The next one from here after those is about 50-60 mins walk and after that, you are looking at a hectic drive across the river or a good 3-4 mile walk

SheikYerbouti Mon 11-Aug-08 16:35:17

Yes, ThingOne, amd in Weston.

Now I'm worried, because most of DS1's peers art pre-school have siblings at our preferred school


MrsMattie Mon 11-Aug-08 16:37:44

I'm pretty sure it works the same where you are as it does in London. For applications to non denominational state schools they will take into account certain factors - namely how far away from the school you live, whether you have a sibling already attending the school, whether you are a 'looked after child' and in certain cases, whether you have a statement of special educational needs. For most people applying for the first time to a reception place for a child with no special needs, places will be awarded purely on the distance you live from the school. If a school is very oversubsrcibed (like most schools in my area) that distance will be very small (it's under 0.5 mile in my neck of the woods). Religious schools have their own additional criteria - usually a letter from the local priest / vicar etc as 'proof' that you are a regular church goer. If I were you , I'd put down the three nearest non-denominational state schools on your form, ranked in your order of preference, cross your fingers and think about going on the waiting list for your preferred school if you don't get in.

MrsMattie Mon 11-Aug-08 16:38:40

Your LES website might be able to give you more info by the way. My one shows no.of reception places per school, no. of applicants last year and furthest distance a successful applicant lived from the school, which helps you weigh up the likelihood of getting in.

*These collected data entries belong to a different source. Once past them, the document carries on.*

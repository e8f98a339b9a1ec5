//! CLI argument definitions and parsing structures
//!
//! Defines the `Cli` struct, the global flags shared by every subcommand and
//! the subcommand enum.

use clap::{Args, Parser, Subcommand};
use cmds_config::EnvMode;
use cmds_template::Format;
use cmds_tokenize::{ArrayMode, FalseMode, HashMode};
use std::path::PathBuf;

/// cmds - render shell command templates safely and run them
#[derive(Parser, Debug)]
#[command(name = "cmds")]
#[command(about = "Render shell command templates with escaped values and run them")]
#[command(long_about = r#"
cmds renders command templates, substituting values as correctly escaped shell
words, and runs the result through the shell.

EXAMPLES:
  # Print the prepared command
  cmds prepare 'psql %{opts} %s' blah -k 'opts={"host":"localhost","port":5432}'

  # Run it, streaming output
  cmds run 'wc -l' --input $'one\ntwo\n'

  # Capture the result as JSON
  cmds capture --json 'ls %s' 'my dir'

TEMPLATES:
  %s            next positional value
  %{key}        keyword value (%{key?} when optional)
  <%= expr %>   tokenized values; <% if x? %>...<% end %>, <% for k, v in m %>

CONFIGURATION:
  Configuration is loaded with precedence: CLI flags > config file > defaults
  Config file is CMDS_CONFIG, or found by searching upward for .cmds/config.toml
  Use --config to specify an explicit config file path
"#)]
#[command(version)]
pub struct Cli {
    /// Path to configuration file (overrides discovery)
    #[arg(long, global = true)]
    pub config: Option<PathBuf>,

    /// Enable verbose output (spawn lifecycle on stderr)
    #[arg(short, long, global = true)]
    pub verbose: bool,

    /// Fail when the command exits non-zero
    #[arg(long, global = true)]
    pub assert: bool,

    /// Working directory for the command
    #[arg(long, global = true)]
    pub chdir: Option<PathBuf>,

    /// Extra environment variable (repeatable)
    #[arg(short = 'e', long = "env", value_name = "NAME=VALUE", global = true)]
    pub env: Vec<String>,

    /// How environment variables are passed: inline or spawn_arg
    #[arg(long, global = true)]
    pub env_mode: Option<EnvMode>,

    /// Output format of the prepared command: squish, pretty or raw
    #[arg(long, global = true)]
    pub format: Option<Format>,

    /// Array values: join, repeat or json
    #[arg(long, global = true)]
    pub array_mode: Option<ArrayMode>,

    /// Map values: join or json
    #[arg(long, global = true)]
    pub hash_mode: Option<HashMode>,

    /// False options: omit or negate
    #[arg(long, global = true)]
    pub false_mode: Option<FalseMode>,

    /// Turn `_` into `-` in option names
    #[arg(long, global = true)]
    pub dash_opt_names: bool,

    #[command(subcommand)]
    pub command: Commands,
}

/// A template and the values substituted into it.
#[derive(Args, Debug, Clone)]
pub struct TemplateArgs {
    /// Command template
    pub template: String,

    /// Positional values; text that parses as JSON is used as a structured value
    pub args: Vec<String>,

    /// Keyword value (repeatable); the value is parsed like positional values
    #[arg(short = 'k', long = "kwd", value_name = "KEY=VALUE")]
    pub kwds: Vec<String>,
}

/// Where the command's stdin comes from.
#[derive(Args, Debug, Clone, Default)]
pub struct InputArgs {
    /// Text fed to the command's stdin
    #[arg(long, conflicts_with = "stdin")]
    pub input: Option<String>,

    /// Pass this process's stdin through to the command
    #[arg(long)]
    pub stdin: bool,
}

/// Available CLI commands
#[derive(Subcommand, Debug)]
pub enum Commands {
    /// Print the prepared command without running it
    ///
    /// EXAMPLES:
    ///   cmds prepare 'cp %s %s' 'my file.txt' backup/
    ///   cmds --format pretty prepare "$(cat deploy.tpl)" -k env=prod
    Prepare {
        #[command(flatten)]
        template: TemplateArgs,
    },

    /// Run the command with output streamed to the terminal
    ///
    /// Exits with the command's status.
    Run {
        #[command(flatten)]
        template: TemplateArgs,

        #[command(flatten)]
        input: InputArgs,
    },

    /// Run the command and print its captured stdout
    ///
    /// Captured stderr is forwarded to stderr. Exits with the command's
    /// status unless --json is given.
    Capture {
        #[command(flatten)]
        template: TemplateArgs,

        #[command(flatten)]
        input: InputArgs,

        /// Print the full result (cmd, status, out, err) as JSON
        #[arg(long)]
        json: bool,
    },

    /// Show the effective configuration and where each value came from
    Config {
        /// Output as JSON
        #[arg(long)]
        json: bool,
    },
}

/// Build the clap command, for completions and docs.
#[must_use]
pub fn build_cli() -> clap::Command {
    <Cli as clap::CommandFactory>::command()
}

MrsMattie Mon 11-Aug-08 16:38:53

sorry, LEA not LES

ThingOne Mon 11-Aug-08 16:44:57

Right. You NEED to find out about siblings because there aren't really 60 places up for grabs. Also look at booklet to see what distance away from school you have been able to get in over past three years.

eg Bathampton has 15 places. This year there were 12 siblings. There were twins living right next to the school. That meant one other place for "new" children. This was so extreme, with children being offered inaccessible schools, that they have decided to double the school entry. This is a very unusual situation, though.